TASK OBJECTIVE
Produce an exact copy of the lines from the line that contains "let py = &targets[1];" to the end of the listing below.

#####

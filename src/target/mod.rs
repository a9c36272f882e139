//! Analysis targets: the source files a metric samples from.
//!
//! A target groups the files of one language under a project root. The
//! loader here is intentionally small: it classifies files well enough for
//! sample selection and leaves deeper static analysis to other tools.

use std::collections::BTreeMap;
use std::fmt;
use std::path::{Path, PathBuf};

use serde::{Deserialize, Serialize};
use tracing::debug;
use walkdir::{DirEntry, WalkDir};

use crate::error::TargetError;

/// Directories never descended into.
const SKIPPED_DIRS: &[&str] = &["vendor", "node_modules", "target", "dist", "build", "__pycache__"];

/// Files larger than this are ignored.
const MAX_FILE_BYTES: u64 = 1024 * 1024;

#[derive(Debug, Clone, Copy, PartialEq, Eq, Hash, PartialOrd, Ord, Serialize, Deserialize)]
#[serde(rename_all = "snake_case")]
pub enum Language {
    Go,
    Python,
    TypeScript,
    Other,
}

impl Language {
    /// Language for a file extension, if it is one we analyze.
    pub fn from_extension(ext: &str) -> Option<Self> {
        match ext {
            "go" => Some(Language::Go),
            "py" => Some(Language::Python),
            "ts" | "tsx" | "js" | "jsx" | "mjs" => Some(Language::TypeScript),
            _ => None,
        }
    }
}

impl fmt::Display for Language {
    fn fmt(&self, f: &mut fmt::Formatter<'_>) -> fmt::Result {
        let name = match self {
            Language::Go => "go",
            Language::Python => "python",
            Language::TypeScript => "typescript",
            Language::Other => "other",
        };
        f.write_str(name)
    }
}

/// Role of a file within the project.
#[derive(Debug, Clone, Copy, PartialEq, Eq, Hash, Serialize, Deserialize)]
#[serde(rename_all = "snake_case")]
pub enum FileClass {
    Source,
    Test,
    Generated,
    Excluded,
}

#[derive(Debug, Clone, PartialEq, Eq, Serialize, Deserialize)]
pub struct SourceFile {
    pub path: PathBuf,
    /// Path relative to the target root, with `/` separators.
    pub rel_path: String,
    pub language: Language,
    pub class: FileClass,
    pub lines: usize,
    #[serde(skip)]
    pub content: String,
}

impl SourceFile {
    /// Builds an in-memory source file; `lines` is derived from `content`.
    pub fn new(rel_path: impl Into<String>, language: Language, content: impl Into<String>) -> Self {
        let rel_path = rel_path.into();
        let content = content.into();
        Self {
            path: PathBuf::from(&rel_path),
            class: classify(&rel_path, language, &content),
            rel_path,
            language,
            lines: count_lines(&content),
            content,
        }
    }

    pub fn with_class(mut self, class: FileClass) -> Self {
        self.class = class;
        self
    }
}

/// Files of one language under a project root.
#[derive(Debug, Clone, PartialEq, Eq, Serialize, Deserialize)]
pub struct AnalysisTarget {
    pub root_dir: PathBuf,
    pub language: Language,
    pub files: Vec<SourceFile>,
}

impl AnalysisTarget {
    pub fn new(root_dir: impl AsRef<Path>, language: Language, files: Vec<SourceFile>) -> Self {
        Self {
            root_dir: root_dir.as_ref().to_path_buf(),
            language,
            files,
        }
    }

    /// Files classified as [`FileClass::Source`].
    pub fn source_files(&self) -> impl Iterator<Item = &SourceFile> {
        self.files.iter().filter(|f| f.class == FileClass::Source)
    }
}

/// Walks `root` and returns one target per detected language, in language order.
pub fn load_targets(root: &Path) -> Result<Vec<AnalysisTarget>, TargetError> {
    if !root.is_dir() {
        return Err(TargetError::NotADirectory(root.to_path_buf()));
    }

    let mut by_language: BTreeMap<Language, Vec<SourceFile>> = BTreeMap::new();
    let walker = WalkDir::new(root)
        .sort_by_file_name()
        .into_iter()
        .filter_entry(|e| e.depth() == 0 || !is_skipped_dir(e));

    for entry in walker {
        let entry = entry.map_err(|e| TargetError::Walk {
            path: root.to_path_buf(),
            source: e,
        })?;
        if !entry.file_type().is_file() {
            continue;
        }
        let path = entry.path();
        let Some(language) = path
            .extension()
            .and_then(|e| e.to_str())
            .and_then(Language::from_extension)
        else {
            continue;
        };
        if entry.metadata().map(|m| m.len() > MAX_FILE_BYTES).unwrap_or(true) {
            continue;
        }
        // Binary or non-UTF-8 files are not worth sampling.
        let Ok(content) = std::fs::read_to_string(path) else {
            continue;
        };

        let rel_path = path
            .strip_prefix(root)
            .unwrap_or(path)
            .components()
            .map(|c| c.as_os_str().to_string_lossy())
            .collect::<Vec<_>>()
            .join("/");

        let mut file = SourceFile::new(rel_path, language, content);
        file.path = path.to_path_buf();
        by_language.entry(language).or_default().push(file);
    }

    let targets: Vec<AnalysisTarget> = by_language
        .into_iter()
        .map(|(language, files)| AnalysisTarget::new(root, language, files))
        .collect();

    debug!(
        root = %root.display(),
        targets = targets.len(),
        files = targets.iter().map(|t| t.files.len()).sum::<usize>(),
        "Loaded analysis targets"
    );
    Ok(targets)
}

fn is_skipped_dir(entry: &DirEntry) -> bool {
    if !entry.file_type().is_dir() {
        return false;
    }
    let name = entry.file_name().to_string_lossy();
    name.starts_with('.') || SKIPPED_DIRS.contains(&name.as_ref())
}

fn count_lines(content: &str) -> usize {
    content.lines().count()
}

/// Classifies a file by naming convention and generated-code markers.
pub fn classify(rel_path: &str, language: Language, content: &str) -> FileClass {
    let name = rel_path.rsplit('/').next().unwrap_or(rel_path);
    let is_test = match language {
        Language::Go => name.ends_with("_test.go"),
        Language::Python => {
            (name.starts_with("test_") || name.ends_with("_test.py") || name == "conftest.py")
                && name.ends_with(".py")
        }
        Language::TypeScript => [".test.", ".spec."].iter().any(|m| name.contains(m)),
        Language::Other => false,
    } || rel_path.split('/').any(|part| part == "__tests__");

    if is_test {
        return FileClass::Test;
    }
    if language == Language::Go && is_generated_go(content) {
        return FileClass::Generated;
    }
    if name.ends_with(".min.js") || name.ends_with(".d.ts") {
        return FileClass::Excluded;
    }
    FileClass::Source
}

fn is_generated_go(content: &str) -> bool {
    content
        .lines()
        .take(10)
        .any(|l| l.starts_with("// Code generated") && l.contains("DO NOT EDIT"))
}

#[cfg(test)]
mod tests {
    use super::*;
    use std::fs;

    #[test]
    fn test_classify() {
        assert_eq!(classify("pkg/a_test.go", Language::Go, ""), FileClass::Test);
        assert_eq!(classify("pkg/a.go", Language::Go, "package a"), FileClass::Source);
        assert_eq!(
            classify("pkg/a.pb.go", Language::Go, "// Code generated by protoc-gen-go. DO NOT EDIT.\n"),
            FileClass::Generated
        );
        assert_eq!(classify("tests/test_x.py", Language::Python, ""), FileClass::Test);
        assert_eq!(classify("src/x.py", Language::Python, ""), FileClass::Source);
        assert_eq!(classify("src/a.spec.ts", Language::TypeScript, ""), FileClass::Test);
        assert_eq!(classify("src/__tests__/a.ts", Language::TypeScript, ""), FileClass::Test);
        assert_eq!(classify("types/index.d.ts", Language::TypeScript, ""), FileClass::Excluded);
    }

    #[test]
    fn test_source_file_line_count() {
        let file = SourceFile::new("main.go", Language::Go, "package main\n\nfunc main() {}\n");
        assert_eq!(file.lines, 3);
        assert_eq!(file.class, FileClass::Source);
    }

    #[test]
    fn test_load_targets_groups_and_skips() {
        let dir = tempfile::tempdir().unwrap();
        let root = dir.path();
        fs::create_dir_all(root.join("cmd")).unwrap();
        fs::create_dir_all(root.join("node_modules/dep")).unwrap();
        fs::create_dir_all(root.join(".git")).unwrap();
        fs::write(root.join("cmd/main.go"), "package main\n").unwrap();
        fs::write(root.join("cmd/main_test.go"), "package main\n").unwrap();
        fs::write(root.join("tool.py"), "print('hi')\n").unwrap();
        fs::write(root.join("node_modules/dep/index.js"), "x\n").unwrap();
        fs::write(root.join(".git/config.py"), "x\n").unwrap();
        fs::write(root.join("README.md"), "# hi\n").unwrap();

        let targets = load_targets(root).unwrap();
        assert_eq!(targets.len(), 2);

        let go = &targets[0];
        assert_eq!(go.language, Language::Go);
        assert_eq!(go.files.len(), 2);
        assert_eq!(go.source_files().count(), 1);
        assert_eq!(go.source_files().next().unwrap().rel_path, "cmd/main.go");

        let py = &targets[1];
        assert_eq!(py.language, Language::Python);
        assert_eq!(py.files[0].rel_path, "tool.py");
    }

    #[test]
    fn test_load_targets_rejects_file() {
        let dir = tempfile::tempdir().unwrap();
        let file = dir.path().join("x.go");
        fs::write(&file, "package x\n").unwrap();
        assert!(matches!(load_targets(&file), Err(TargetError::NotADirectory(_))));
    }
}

#####

FINAL ANSWER
        let py = &targets[1];
        assert_eq!(py.language, Language::Python);
        assert_eq!(py.files[0].rel_path, "tool.py");
    }

    #[test]
    fn test_load_targets_rejects_file() {
        let dir = tempfile::tempdir().unwrap();
        let file = dir.path().join("x.go");
        fs::write(&file, "package x\n").unwrap();
        assert!(matches!(load_targets(&file), Err(TargetError::NotADirectory(_))));
    }
}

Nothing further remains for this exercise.